Erdem, üniversite tahsili sırasında otostop yapmaya başladığını, daha sonra yaz tatilinde çalışma ve seyahat programıyla gittiği ABD’de gerçekleştirdiği birikimle dünya çeşidine çıkmaya karar verdiğini söyledi.
İçindeki keşfetme tutkusuyla harekete geçtiğini lisana getiren Fazilet, “Her vakit farklı kültürler ve fazla ülke görebilmenin peşinden gittim. Yurt dışında insanları ve farklı kültürleri görüp tanıdıkça beni daha çok içine çekti. Benim için zevkli bir tipti.” dedi.
HATIR İÇİN BÖCEK YEDİ
Erdem, eşsiz tecrübeler yaşadığı Güneydoğu Asya ülkelerinde tanıştığı birçok insanın kendisini meskenlerine davet ettiğini, yemek ısmarlamak istediğini anlattı.
Çekya’da da otoyolda araç durdurmaya çalışırken polislerin kendisine ceza yazmak istediğini belirten Fazilet, şöyle konuştu:
“Bu sırada bir bayan şoför durdu ve beni aracına aldı, polislerin de ceza yazmasını önledi.
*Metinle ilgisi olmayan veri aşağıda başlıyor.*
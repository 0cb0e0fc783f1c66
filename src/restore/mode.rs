//! Restore-mode parsing: the role the backup was taken from paired with the
//! role the restored node should assume.

use crate::errors::AppError;
use std::fmt;
use std::str::FromStr;

#[derive(Debug, Clone, Copy, PartialEq, Eq)]
pub enum Role {
    Single,
    Master,
    Slave,
}

impl FromStr for Role {
    type Err = ();

    fn from_str(s: &str) -> Result<Self, Self::Err> {
        match s {
            "single" => Ok(Role::Single),
            "master" => Ok(Role::Master),
            "slave" => Ok(Role::Slave),
            _ => Err(()),
        }
    }
}

impl fmt::Display for Role {
    fn fmt(&self, f: &mut fmt::Formatter<'_>) -> fmt::Result {
        match self {
            Role::Single => write!(f, "single"),
            Role::Master => write!(f, "master"),
            Role::Slave => write!(f, "slave"),
        }
    }
}

/// Validated operator-requested restore mode. Derived once from operator
/// input, never mutated.
#[derive(Debug, Clone, Copy, PartialEq, Eq)]
pub enum RestoreMode {
    /// Restore the data directory only; mysqld is never touched.
    DataOnly,
    Pair { source: Role, dest: Role },
}

impl RestoreMode {
    /// Parses a mode string into one of the six supported combinations.
    /// Pure; anything else fails with `InvalidMode`.
    pub fn parse(s: &str) -> Result<Self, AppError> {
        if s == "data-only" {
            return Ok(RestoreMode::DataOnly);
        }
        let invalid = || AppError::InvalidMode(s.to_string());
        let (source_str, dest_str) = s.split_once('-').ok_or_else(invalid)?;
        let source: Role = source_str.parse().map_err(|_| invalid())?;
        let dest: Role = dest_str.parse().map_err(|_| invalid())?;

        match (source, dest) {
            (Role::Single, Role::Single)
            | (Role::Slave, Role::Single)
            | (Role::Master, Role::Single)
            | (Role::Master, Role::Slave)
            | (Role::Slave, Role::Slave) => Ok(RestoreMode::Pair { source, dest }),
            _ => Err(invalid()),
        }
    }

    pub fn source_role(&self) -> Option<Role> {
        match self {
            RestoreMode::DataOnly => None,
            RestoreMode::Pair { source, .. } => Some(*source),
        }
    }

    pub fn dest_role(&self) -> Option<Role> {
        match self {
            RestoreMode::DataOnly => None,
            RestoreMode::Pair { dest, .. } => Some(*dest),
        }
    }

    /// data-only restores never stop, start, or reconfigure mysqld.
    pub fn skips_mysqld(&self) -> bool {
        matches!(self, RestoreMode::DataOnly)
    }
}

impl fmt::Display for RestoreMode {
    fn fmt(&self, f: &mut fmt::Formatter<'_>) -> fmt::Result {
        match self {
            RestoreMode::DataOnly => write!(f, "data-only"),
            RestoreMode::Pair { source, dest } => write!(f, "{}-{}", source, dest),
        }
    }
}
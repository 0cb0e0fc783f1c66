// restoretool/src/dbctl/mod.rs
pub(crate) mod mysql;

pub use mysql::MysqlControl;

use anyhow::Result;

/// Parameters for pointing the restored node at its replication master.
#[derive(Debug, Clone, PartialEq)]
pub struct ChangeMasterParams {
    pub master_host: String,
    pub master_port: u16,
    pub master_user: String,
    pub master_password: String,
    pub master_log_file: String,
    pub master_log_pos: u64,
}

/// Controls the database process on this node. The restore flow is generic
/// over this trait so tests can substitute a recording implementation.
pub trait DatabaseControl {
    async fn stop(&self) -> Result<()>;

    async fn start(&self) -> Result<()>;

    async fn change_master_to(&self, params: &ChangeMasterParams) -> Result<()>;
}
//! Command line argument definitions.

use clap::Parser;
use std::path::PathBuf;

/// Restore this node from a backup and rewire replication against its peer.
#[derive(Parser, Debug)]
#[command(name = "restoretool", disable_version_flag = true)]
pub struct Cli {
    /// Path to the cluster topology config (JSON)
    #[arg(long, value_name = "FILE", default_value = "restore.json")]
    pub config: PathBuf,

    /// Backup directory to restore from (defaults to this node's backup_dir)
    #[arg(long, value_name = "DIR")]
    pub src_dir: Option<PathBuf>,

    /// Directory to restore the data into (defaults to this node's restore_dir)
    #[arg(long, value_name = "DIR")]
    pub dest_dir: Option<PathBuf>,

    /// Restore mode: <source-role>-<dest-role> (e.g. master-slave) or data-only
    #[arg(long, value_name = "MODE")]
    pub mode: Option<String>,

    /// Incremental version to restore up to; pass 'list' to show available versions
    #[arg(long, value_name = "VERSION")]
    pub version: Option<String>,

    /// Report the restore plan and exit without touching anything
    #[arg(long)]
    pub dry_run: bool,

    /// Skip stopping/starting mysqld and replication wiring
    #[arg(long)]
    pub skip_mysqld: bool,

    /// Print program version and exit
    #[arg(long)]
    pub version_info: bool,
}
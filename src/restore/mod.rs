pub mod coordinates;
pub mod eligibility;
pub(crate) mod logic;
pub mod mode;
pub mod peer;

pub use logic::{run_restore_flow, RestoreOutcome, RestoreSettings};
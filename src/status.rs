//! Reader for the status record written alongside a backup.

use anyhow::{Context, Result};
use serde::Deserialize;
use std::fs;
use std::path::Path;

/// File name the backup job writes into the backup directory.
pub const STATUS_FILE: &str = "backup_status.json";

/// Binlog position of the origin node at backup time.
#[derive(Debug, Clone, Deserialize, PartialEq)]
pub struct MasterCoordinates {
    pub file: String,
    pub position: u64,
}

/// Replication position of the origin node's own master at backup time.
/// Present only when the backup was taken from a slave.
#[derive(Debug, Clone, Deserialize, PartialEq)]
pub struct SlaveCoordinates {
    pub relay_master_log_file: String,
    pub exec_master_log_pos: u64,
    /// IP address (or name) of the master the origin slave was replicating from.
    pub master_host: String,
}

/// Metadata recorded when the backup was taken. Read-only for the run.
#[derive(Debug, Clone, Deserialize)]
pub struct BackupStatus {
    pub copy_method: String,
    pub origin_host: String,
    pub master_coordinates: Option<MasterCoordinates>,
    pub slave_coordinates: Option<SlaveCoordinates>,
    /// Data subdirectories the backup carries; used as a cleanup manifest.
    #[serde(default)]
    pub dirs_to_restore: Vec<String>,
}

/// Loads the status record from a backup directory.
/// Returns `Ok(None)` when the directory has no status file at all.
pub fn load_status(dir: &Path) -> Result<Option<BackupStatus>> {
    let path = dir.join(STATUS_FILE);
    if !path.exists() {
        return Ok(None);
    }
    let content = fs::read_to_string(&path)
        .with_context(|| format!("Failed to read backup status at {}", path.display()))?;
    let status = serde_json::from_str(&content)
        .with_context(|| format!("Failed to parse backup status at {}", path.display()))?;
    Ok(Some(status))
}
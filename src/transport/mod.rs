// restoretool/src/transport/mod.rs
pub(crate) mod rsync;

pub use rsync::RsyncTransport;

use anyhow::Result;
use std::path::Path;

use crate::status::BackupStatus;

/// Moves backup bytes around. The restore flow is generic over this trait so
/// tests can substitute a recording implementation.
pub trait BackupTransport {
    /// Checks that the backup source directory is usable.
    async fn check_source(&self, dir: &Path) -> Result<()>;

    /// Checks that the restore destination directory is usable.
    async fn check_destination(&self, dir: &Path) -> Result<()>;

    /// Prints the incremental versions available under the backup directory.
    async fn list_increments(&self, dir: &Path, method: &str) -> Result<()>;

    /// Applies a full (non-incremental) backup onto the destination.
    async fn restore(&self, method: &str, src: &Path, dst: &Path) -> Result<()>;

    /// Applies the base copy plus every increment up to and including `version`.
    async fn restore_incremental(
        &self,
        method: &str,
        src: &Path,
        dst: &Path,
        version: &str,
    ) -> Result<()>;

    /// Strips stale replication state from the restored data directory and
    /// verifies the restored tree against the status manifest.
    async fn cleanup(&self, status: &BackupStatus, dst: &Path) -> Result<()>;
}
Bayan daha evvel hiçbir Türk ile tanışmamış. Türkiye’den geldiğimi öğrenince beni konutuna davet etti, eşi ve çocuklarıyla birlikte 2 gün konuk etti. Asya’da da farklı örnekler oldu. Kamboçya’da beni aracına alan biri yemek yemeye davet etti ve saklama kabından böcek çıkarıp tadına bakmamı istedi. Çok değişikti lakin hatır için denemek zorunda kaldım.”
SIRADAKİ MAKSADI GÜNEY AMERİKA
Dünya çeşidi sırasında 9 ayda yalnızca 2 bin dolar harcadığına işaret eden Fazilet, şunları kaydetti:
“Dünyayı gezmek için çok büyük paralara gerek olmadığını gördüm. Otostopun yanı sıra bilhassa Asya’da gönüllülük programları çok ünlü. Örnek verecek olursam çocuklara İngilizce öğretmek ya da mutfak ve paklık işlerine yardım karşılığında kalacak yer ve yemek buldum. Seyahatlerimi bu biçimde ucuza getirmeye çalıştım.”
Otostopla seyahatin Türkiye’de tehlikeli bir sistem olarak değerlendirildiğini lisana getiren Fazilet, fakat durumun bu türlü olmadığını savundu. Fazilet, “Bence otostop, karşılıklı inancın ve düzgün niyetin bir simgesi. Ben durdurduğum şoföre güveniyorum, o da bana güveniyor. Bu yeterli niyet ve inancın karşılığında birbirimizi ve kültürlerimizi tanımış oluyoruz.” dedi.
Erdem, gelecek periyotta de otostopla Güney Amerika tipine çıkmak istediğini kelamlarına ekledi.